<<<<
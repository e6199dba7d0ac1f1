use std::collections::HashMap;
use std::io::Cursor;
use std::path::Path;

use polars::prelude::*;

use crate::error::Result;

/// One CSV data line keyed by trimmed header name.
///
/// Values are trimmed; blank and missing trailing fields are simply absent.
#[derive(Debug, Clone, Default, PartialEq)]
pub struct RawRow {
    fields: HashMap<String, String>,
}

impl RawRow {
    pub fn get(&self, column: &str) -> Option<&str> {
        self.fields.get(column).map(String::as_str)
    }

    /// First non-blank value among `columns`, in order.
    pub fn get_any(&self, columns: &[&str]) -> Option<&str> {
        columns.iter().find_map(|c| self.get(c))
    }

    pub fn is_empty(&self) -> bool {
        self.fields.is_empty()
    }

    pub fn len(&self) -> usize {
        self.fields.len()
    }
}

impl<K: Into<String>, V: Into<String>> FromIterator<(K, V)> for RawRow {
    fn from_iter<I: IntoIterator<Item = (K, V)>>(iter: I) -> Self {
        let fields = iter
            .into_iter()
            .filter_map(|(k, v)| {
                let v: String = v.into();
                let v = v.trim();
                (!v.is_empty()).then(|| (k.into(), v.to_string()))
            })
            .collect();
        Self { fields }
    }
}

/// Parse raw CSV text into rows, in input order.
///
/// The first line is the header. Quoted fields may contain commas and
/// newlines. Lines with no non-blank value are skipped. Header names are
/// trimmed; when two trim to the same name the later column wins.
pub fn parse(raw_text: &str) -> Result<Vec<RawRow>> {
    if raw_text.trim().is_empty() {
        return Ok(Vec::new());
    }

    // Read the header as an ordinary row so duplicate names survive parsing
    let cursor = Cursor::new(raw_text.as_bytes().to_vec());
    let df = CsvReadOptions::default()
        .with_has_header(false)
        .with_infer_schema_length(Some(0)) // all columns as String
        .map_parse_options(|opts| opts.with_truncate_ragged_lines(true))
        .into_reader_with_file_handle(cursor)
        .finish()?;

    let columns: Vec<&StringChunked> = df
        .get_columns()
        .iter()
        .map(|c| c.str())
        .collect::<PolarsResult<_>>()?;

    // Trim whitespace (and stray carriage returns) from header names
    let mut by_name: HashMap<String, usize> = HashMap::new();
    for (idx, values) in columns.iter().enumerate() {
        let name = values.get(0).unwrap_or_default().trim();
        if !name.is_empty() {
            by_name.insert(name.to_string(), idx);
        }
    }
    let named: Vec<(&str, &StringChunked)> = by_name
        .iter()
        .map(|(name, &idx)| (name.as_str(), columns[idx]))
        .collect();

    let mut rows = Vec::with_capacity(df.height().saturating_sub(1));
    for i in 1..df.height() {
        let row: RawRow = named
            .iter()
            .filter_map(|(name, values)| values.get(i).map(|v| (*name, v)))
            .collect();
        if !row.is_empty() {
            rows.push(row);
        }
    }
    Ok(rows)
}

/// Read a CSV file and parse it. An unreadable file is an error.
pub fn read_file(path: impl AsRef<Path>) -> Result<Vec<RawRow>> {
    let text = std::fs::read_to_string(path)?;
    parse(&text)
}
>>>>
<<<<
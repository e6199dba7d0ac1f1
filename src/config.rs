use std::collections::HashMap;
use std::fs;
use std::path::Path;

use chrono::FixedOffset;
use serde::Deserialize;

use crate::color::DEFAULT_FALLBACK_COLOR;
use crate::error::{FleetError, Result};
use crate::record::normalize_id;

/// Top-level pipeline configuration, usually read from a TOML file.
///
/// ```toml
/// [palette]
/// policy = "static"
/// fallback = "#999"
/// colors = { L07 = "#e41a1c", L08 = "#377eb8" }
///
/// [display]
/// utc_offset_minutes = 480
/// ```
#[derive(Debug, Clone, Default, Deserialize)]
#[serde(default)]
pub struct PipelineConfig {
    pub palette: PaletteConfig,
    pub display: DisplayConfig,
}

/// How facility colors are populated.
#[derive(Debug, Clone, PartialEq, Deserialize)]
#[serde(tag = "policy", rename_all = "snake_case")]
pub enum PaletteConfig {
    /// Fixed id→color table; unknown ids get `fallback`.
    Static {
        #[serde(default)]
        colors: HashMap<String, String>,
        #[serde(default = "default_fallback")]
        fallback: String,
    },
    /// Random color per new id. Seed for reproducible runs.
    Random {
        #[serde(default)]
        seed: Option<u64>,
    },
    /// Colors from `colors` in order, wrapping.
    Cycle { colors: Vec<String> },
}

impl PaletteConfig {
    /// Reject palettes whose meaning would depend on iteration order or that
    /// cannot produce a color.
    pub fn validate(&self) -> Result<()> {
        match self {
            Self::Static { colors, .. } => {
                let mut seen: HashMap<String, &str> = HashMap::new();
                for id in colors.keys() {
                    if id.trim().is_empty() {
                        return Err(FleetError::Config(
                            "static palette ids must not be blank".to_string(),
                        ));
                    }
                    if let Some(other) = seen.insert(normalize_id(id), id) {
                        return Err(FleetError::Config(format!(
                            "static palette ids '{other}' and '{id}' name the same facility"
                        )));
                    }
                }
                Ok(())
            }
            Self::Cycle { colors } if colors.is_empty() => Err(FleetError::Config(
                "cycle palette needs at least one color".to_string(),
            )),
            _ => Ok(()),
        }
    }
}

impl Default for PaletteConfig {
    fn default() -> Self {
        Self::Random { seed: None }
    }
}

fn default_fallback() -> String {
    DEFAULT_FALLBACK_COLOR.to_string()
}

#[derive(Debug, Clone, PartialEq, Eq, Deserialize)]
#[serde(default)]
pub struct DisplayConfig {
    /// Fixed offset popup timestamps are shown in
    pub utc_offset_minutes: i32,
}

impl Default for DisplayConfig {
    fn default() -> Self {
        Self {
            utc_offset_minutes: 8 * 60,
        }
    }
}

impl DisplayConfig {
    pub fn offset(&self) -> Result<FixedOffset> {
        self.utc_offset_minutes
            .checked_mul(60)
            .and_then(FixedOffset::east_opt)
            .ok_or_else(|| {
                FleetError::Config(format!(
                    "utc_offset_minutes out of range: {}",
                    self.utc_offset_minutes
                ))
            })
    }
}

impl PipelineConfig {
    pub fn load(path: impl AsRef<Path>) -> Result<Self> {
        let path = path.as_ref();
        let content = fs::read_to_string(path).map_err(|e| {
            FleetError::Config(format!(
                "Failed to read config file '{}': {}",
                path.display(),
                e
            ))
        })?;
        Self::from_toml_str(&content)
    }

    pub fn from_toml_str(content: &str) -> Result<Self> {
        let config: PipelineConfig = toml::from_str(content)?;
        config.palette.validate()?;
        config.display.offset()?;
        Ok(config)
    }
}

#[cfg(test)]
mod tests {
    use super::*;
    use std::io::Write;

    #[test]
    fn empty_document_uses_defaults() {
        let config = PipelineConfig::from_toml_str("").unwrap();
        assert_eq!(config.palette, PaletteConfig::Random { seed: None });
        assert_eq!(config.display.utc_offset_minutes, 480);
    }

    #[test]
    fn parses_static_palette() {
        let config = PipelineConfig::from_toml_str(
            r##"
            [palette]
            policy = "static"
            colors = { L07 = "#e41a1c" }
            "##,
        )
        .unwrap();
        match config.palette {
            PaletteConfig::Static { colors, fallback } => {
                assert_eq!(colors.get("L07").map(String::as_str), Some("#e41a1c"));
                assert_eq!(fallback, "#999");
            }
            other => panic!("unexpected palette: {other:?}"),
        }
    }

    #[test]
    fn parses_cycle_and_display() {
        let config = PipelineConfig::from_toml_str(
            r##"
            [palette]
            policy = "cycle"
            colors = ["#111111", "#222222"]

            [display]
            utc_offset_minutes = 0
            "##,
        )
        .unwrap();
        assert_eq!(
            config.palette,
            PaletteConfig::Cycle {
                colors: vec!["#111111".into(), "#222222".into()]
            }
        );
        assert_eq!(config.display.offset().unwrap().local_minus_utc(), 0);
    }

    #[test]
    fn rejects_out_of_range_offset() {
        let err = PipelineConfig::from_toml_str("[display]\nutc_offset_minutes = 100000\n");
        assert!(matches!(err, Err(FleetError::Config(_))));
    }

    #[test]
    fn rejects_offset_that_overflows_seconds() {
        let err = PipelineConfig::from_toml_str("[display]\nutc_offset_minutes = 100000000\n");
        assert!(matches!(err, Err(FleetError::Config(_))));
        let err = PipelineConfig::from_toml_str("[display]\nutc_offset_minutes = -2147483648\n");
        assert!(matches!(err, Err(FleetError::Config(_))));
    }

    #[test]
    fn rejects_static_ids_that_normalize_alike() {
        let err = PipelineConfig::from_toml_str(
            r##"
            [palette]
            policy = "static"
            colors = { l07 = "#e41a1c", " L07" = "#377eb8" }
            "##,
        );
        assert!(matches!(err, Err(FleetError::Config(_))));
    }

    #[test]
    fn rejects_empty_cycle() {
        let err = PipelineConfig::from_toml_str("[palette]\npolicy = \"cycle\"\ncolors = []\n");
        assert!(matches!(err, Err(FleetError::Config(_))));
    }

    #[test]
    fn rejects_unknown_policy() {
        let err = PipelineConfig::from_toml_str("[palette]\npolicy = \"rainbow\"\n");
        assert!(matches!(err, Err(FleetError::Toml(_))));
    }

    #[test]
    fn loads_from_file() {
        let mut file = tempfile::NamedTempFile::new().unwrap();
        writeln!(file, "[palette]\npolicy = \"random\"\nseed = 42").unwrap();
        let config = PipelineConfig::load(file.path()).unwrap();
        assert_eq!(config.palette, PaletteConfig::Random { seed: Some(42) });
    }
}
>>>>
▶ [YOUR TASK]
Pull out all lines containing the word "other" from the entries above.

▶ [THE ANSWER]
                    if let Some(other) = seen.insert(normalize_id(id), id) {
                            "static palette ids '{other}' and '{id}' name the same facility"
            other => panic!("unexpected palette: {other:?}"),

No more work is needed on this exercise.